Dr. Christopher Clark - Cornell University, NY, USA

Christopher Clark is currently the Imogene P. Johnson Director for the Bioacoustics Research Program at the Cornell Lab of Ornithology, and a senior scientist at the Department of Neurobiology and Behavior at Cornell University, NY. He oversees and directs a vigorous, multidisciplinary program that is actively engaged in both basic and applied research. Dr. Clark is an expert in engineering design and implementation of automatic acoustic detection, classification, localization and tracking systems as applied to animal acoustic communication, behavioral ecology and quantifying potential risks to wildlife from anthropogenic activities. Projects include migratory bird monitoring on DOD installations, nicaloise effects on endangered bird species, rare bird monitoring, miniaturized radio tracking transmitters and advanced radio tracking receiver networks.

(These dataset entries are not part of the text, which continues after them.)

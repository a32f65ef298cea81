//! # Capstack Core
//!
//! Coverage simulation and tranche allocation for the Capstack debt
//! structuring library.
//!
//! Given projected per-period cash flows and a periodic interest rate for
//! each debt tranche, this crate:
//!
//! - **Simulates coverage**: the worst-period interest coverage ratio of a
//!   debt amount at a tranche's rate
//! - **Optimizes allocations**: searches non-negative tranche amounts for the
//!   allocation with the best worst-case coverage across tranches
//! - **Recommends**: runs the search over every tranche in the rate table,
//!   one model at a time or in parallel batches
//!
//! ## Example
//!
//! ```rust
//! use capstack_core::prelude::*;
//!
//! let model = DebtModel::new(
//!     CashFlowSeries::new(vec![100_000.0, 120_000.0, 140_000.0, 160_000.0])?,
//!     RateTable::from_pairs([("senior", 0.05), ("mezzanine", 0.10)])?,
//! );
//!
//! let coverage = model.simulate(1_000_000.0, "mezzanine")?;
//! assert_eq!(coverage, 1.0);
//!
//! let report = model.recommend_report()?;
//! for tranche in &report.tranches {
//!     assert!(tranche.amount >= 0.0);
//! }
//! # Ok::<(), CapstackError>(())
//! ```

#![warn(missing_docs)]
#![warn(clippy::all)]
#![warn(clippy::pedantic)]
#![allow(clippy::module_name_repetitions)]
#![allow(clippy::missing_errors_doc)]
#![allow(clippy::missing_panics_doc)]
#![allow(clippy::must_use_candidate)]
#![allow(clippy::float_cmp)]
#![allow(clippy::doc_markdown)]
#![allow(clippy::return_self_not_must_use)]
#![allow(clippy::unreadable_literal)]
#![allow(clippy::redundant_closure_for_method_calls)]
#![allow(clippy::uninlined_format_args)]

pub mod batch;
pub mod coverage;
pub mod error;
pub mod model;
pub mod optimizer;
pub mod types;

pub use error::{CapstackError, CapstackResult};

/// Prelude module for convenient imports.
pub mod prelude {
    pub use crate::batch::{recommend_batch, recommend_batch_reports, BatchSummary};
    pub use crate::coverage::CoverageSimulator;
    pub use crate::error::{CapstackError, CapstackResult};
    pub use crate::model::{DebtModel, ModelInput};
    pub use crate::optimizer::AllocationOptimizer;
    pub use crate::types::{
        AllocationReport, CashFlowSeries, DebtAllocation, DebtType, RateTable, TrancheOutcome,
    };
    pub use capstack_config::{OptimizerConfig, ZeroInterestPolicy};
}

His scientific conservation research on a variety of large whale species continues throughout the world's oceans.


Dr. Xanadu Halkias - CNRS LSIS and USTV, FR

Xanadu Halkias received her PhD from the Electrical Engineering Department of Columbia University, NY. Her research focused on advanced signal processing and machine learning as it applies to bioacoustics. She is currently a post-doctorate fellow at the Université du Sud - Toulon working on machine learning and specifically deep architectures and their applications.


Dr. Peter Dugan - Cornell University, NY, USA

Peter Dugan is currently the PI on the National Oceanic Partnership (NOPP) Grant focusing on detection, classification and localization of marine mammals. He received his PhD in Electrical Engineering and Combined behavioral biology from Binghamton University in NY. Prior to Cornell University he held positions in the industry in companies such as Hughes Link Flight Simulation and Lockheed Martin. He also has an extensive publication and patent portfolio showcasing advanced methodologies in machine learning for marine mammal vocalizations. His interests and motivations include the research and development of computationally intelligent systems, by combining traditional "shallow systems" with "deep learning systems" for object detection and classification in order to enhance system accuracy. The NOPP grant has been awarded 1M$ for the years 2012-2015. As the PI, his goal is to investigate new approaches and deliever comparative studies working on integrated teams representing Science, Technology, Engineering and Mathematics (STEM).


Associate Prof. Jérôme Sueur - Muséum National d'Histoire Naturelle, Paris, FR

Jérôme Sueur is currently an habilitated Associate Professor at the museum of natural history in Paris, France. With a strong international academic background in biological sciences, his interests and expertise can be found in: acoustics ecology i.e biodiversity assessment through acoustics; Animal audition, i.e. the nano-mechanics of tympanal audition in insects; Animal behavior and animal systematics. He has an extensive list of international publications in journals such as Ecological Indicators, Journal of Experimental Biology and Plos ONE.